Spinal Cord Injury Reveals Multilineage Differentiation of Ependymal Cells

Abstract

Spinal cord injury often results in permanent functional impairment. Neural stem cells present in the adult spinal cord can be expanded in vitro and improve recovery when transplanted to the injured spinal cord, demonstrating the presence of cells that can promote regeneration but that normally fail to do so efficiently. Using genetic fate mapping, we show that close to all in vitro neural stem cell potential in the adult spinal cord resides within the population of ependymal cells lining the central canal. These cells are recruited by spinal cord injury and produce not only scar-forming glial cells, but also, to a lesser degree, oligodendrocytes. Modulating the fate of ependymal progeny after spinal cord injury may offer an alternative to cell transplantation for cell replacement therapies in spinal cord injury. Spinal cord injuries occur in more than 30.000 individuals each year worldwide and result in significant morbidity, with patients requiring long physical and medical care. The recent identification of resident stem cells in the adult spinal cord has opened up for the possibility of pharmacological manipulation of these cells to produce cell types promoting recovery after injury.

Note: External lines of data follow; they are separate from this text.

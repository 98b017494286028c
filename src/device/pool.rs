//! Fixed pool of device buffers

/// Where a buffer is in its lifecycle.
#[derive(Clone, Copy, Debug, PartialEq, Eq)]
pub enum BufferState {
    /// Available to be filled
    Free,
    /// Queued to the device; free once the play cursor reaches `end_frame`
    Submitted { end_frame: u64 },
}

struct DeviceBuffer {
    data: Box<[i16]>,
    state: BufferState,
}

/// `count` pre-allocated buffers of one chunk each.
///
/// Total capacity (`count * chunk`) bounds how far the write cursor can run
/// ahead of the play cursor.
pub struct BufferPool {
    buffers: Box<[DeviceBuffer]>,
    chunk_frames: usize,
}

impl BufferPool {
    /// All buffers start out free.
    pub fn new(count: usize, chunk_frames: usize, channels: usize) -> Self {
        let buffers = (0..count)
            .map(|_| DeviceBuffer {
                data: vec![0; chunk_frames * channels].into_boxed_slice(),
                state: BufferState::Free,
            })
            .collect();
        Self { buffers, chunk_frames }
    }

    /// Reclaim buffers the device has finished with and return the first free one.
    pub fn find_free(&mut self, play_cursor: u64) -> Option<usize> {
        for buffer in self.buffers.iter_mut() {
            if let BufferState::Submitted { end_frame } = buffer.state {
                if play_cursor >= end_frame {
                    buffer.state = BufferState::Free;
                }
            }
        }
        self.buffers.iter().position(|b| b.state == BufferState::Free)
    }

    #[inline]
    pub fn buffer_mut(&mut self, index: usize) -> &mut [i16] {
        &mut self.buffers[index].data
    }

    #[inline]
    pub fn buffer(&self, index: usize) -> &[i16] {
        &self.buffers[index].data
    }

    /// The buffer's audio has been queued and ends at `end_frame`.
    pub fn mark_submitted(&mut self, index: usize, end_frame: u64) {
        self.buffers[index].state = BufferState::Submitted { end_frame };
    }

    #[inline]
    pub fn state(&self, index: usize) -> BufferState {
        self.buffers[index].state
    }

    pub fn free_count(&self) -> usize {
        self.buffers.iter().filter(|b| b.state == BufferState::Free).count()
    }

    pub fn submitted_count(&self) -> usize {
        self.len() - self.free_count()
    }

    #[inline]
    pub fn len(&self) -> usize {
        self.buffers.len()
    }

    #[inline]
    pub fn is_empty(&self) -> bool {
        self.buffers.is_empty()
    }

    #[inline]
    pub fn chunk_frames(&self) -> usize {
        self.chunk_frames
    }

    /// Ring capacity in frames.
    #[inline]
    pub fn capacity_frames(&self) -> usize {
        self.chunk_frames * self.buffers.len()
    }
}

#[cfg(test)]
mod tests {
    use super::*;

    #[test]
    fn exhausted_pool_waits_for_the_cursor() {
        let mut pool = BufferPool::new(8, 1024, 2);
        for i in 0..8u64 {
            let idx = pool.find_free(0).expect("free buffer");
            pool.mark_submitted(idx, (i + 1) * 1024);
        }
        assert_eq!(pool.find_free(0), None);
        assert_eq!(pool.find_free(1023), None);
        assert_eq!(pool.submitted_count(), 8);

        assert_eq!(pool.find_free(1024), Some(0));
        assert_eq!(pool.free_count(), 1);

        assert_eq!(pool.find_free(3 * 1024), Some(0));
        assert_eq!(pool.free_count(), 3);
    }

    #[test]
    fn buffers_are_one_chunk() {
        let mut pool = BufferPool::new(2, 256, 2);
        assert_eq!(pool.buffer_mut(1).len(), 512);
        assert_eq!(pool.capacity_frames(), 512);
        assert_eq!(pool.state(1), BufferState::Free);
    }
}
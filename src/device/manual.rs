//! Software output device driven by hand

use std::sync::{Arc, Mutex, MutexGuard};

use super::{BufferEvent, DeviceFormat, OutputDevice};
use crate::error::{DeviceError, InitError};

#[derive(Default)]
struct State {
    format: Option<DeviceFormat>,
    event: Option<BufferEvent>,
    chunks: Vec<Vec<i16>>,
    frames_submitted: u64,
    frames_played: u64,
    cursor_queries: u64,
    fail_open: Option<String>,
    fail_submit: Option<String>,
    fail_cursor: Option<String>,
    close_count: usize,
}

impl State {
    fn channels(&self) -> u64 {
        self.format.map(|f| f.channels as u64).unwrap_or(1).max(1)
    }
}

/// An output device with no hardware behind it.
///
/// Playback only advances through [`ManualDeviceHandle::advance`], which makes
/// the mixer fully deterministic. Every submitted chunk is kept for
/// inspection.
///
/// ```
/// # use mixdown::{ManualDevice, MixDriver, MixerConfig};
/// let (device, handle) = ManualDevice::new();
/// let driver = MixDriver::new(device, MixerConfig::default()).unwrap();
/// // ... start some sounds ...
/// handle.advance(1024);
/// # driver.shutdown().unwrap();
/// ```
pub struct ManualDevice {
    name: String,
    state: Arc<Mutex<State>>,
}

/// Remote control for a [`ManualDevice`], usable from any thread.
#[derive(Clone)]
pub struct ManualDeviceHandle {
    state: Arc<Mutex<State>>,
}

fn lock(state: &Mutex<State>) -> MutexGuard<'_, State> {
    state.lock().unwrap_or_else(|e| e.into_inner())
}

impl ManualDevice {
    pub fn new() -> (Self, ManualDeviceHandle) {
        Self::named("manual")
    }

    pub fn named(name: impl Into<String>) -> (Self, ManualDeviceHandle) {
        let state = Arc::new(Mutex::new(State::default()));
        let device = Self {
            name: name.into(),
            state: state.clone(),
        };
        (device, ManualDeviceHandle { state })
    }
}

impl OutputDevice for ManualDevice {
    fn name(&self) -> &str {
        &self.name
    }

    fn open(
        &mut self,
        format: &DeviceFormat,
        _capacity_frames: usize,
        event: BufferEvent,
    ) -> Result<(), InitError> {
        let mut state = lock(&self.state);
        if let Some(reason) = state.fail_open.clone() {
            return Err(InitError::Open {
                device: self.name.clone(),
                reason,
            });
        }
        if format.bits_per_sample != 16 {
            return Err(InitError::UnsupportedFormat {
                device: self.name.clone(),
                format: format.to_string(),
            });
        }
        state.format = Some(*format);
        state.event = Some(event);
        Ok(())
    }

    fn submit(&mut self, samples: &[i16]) -> Result<(), DeviceError> {
        let mut state = lock(&self.state);
        if let Some(reason) = state.fail_submit.clone() {
            return Err(DeviceError::Submit {
                device: self.name.clone(),
                reason,
            });
        }
        let frames = samples.len() as u64 / state.channels();
        state.chunks.push(samples.to_vec());
        state.frames_submitted += frames;
        Ok(())
    }

    fn play_cursor(&self) -> Result<u64, DeviceError> {
        let mut state = lock(&self.state);
        state.cursor_queries += 1;
        if let Some(reason) = state.fail_cursor.clone() {
            return Err(DeviceError::Cursor {
                device: self.name.clone(),
                reason,
            });
        }
        Ok(state.frames_played)
    }

    fn close(&mut self) {
        let mut state = lock(&self.state);
        state.close_count += 1;
        state.event = None;
    }
}

impl ManualDeviceHandle {
    /// Play up to `frames` more frames. The cursor never passes what has been
    /// submitted. Returns the new cursor.
    pub fn advance(&self, frames: u64) -> u64 {
        let mut state = lock(&self.state);
        state.frames_played = (state.frames_played + frames).min(state.frames_submitted);
        if let Some(event) = &state.event {
            event.signal();
        }
        state.frames_played
    }

    /// Play everything submitted so far.
    pub fn play_all(&self) -> u64 {
        self.advance(u64::MAX / 2)
    }

    pub fn play_cursor(&self) -> u64 {
        lock(&self.state).frames_played
    }

    /// How many times the play cursor has been queried. The mixer asks once
    /// per fill cycle.
    pub fn cursor_queries(&self) -> u64 {
        lock(&self.state).cursor_queries
    }

    pub fn frames_submitted(&self) -> u64 {
        lock(&self.state).frames_submitted
    }

    /// Every chunk submitted so far, in order.
    pub fn chunks(&self) -> Vec<Vec<i16>> {
        lock(&self.state).chunks.clone()
    }

    pub fn chunk_count(&self) -> usize {
        lock(&self.state).chunks.len()
    }

    /// All submitted audio as one interleaved buffer.
    pub fn output(&self) -> Vec<i16> {
        lock(&self.state).chunks.concat()
    }

    /// Format the device was opened with, if it was.
    pub fn format(&self) -> Option<DeviceFormat> {
        lock(&self.state).format
    }

    pub fn close_count(&self) -> usize {
        lock(&self.state).close_count
    }

    /// Make the next `open` fail.
    pub fn fail_open(&self, reason: impl Into<String>) {
        lock(&self.state).fail_open = Some(reason.into());
    }

    /// Make every following `submit` fail.
    pub fn fail_submit(&self, reason: impl Into<String>) {
        lock(&self.state).fail_submit = Some(reason.into());
    }

    /// Make every following cursor query fail.
    pub fn fail_cursor(&self, reason: impl Into<String>) {
        lock(&self.state).fail_cursor = Some(reason.into());
    }
}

We have employed genetic tools to specifically address the identity and reaction to injury of a spinal cord subpopulation of cells known as ependymal cell. Genetic labeling of this putative stem cell population allows for the evaluation of stem cell activity in vitro and in vivo. We found that ependymal cells lining the central canal act as neural stem cells in vitro and contribute extensively to the glial scar in vivo. Interestingly, injury induces proliferation of ependymal cells and migration of ependyma-derived progeny towards the site of injury. Moreover, ependymal cell progeny differentiate and give rise to astrocytes as well as myelinating oligodendrocytes. In summary, our results point to ependymal cells as an attractive candidate population for non-invasive manipulation after injury.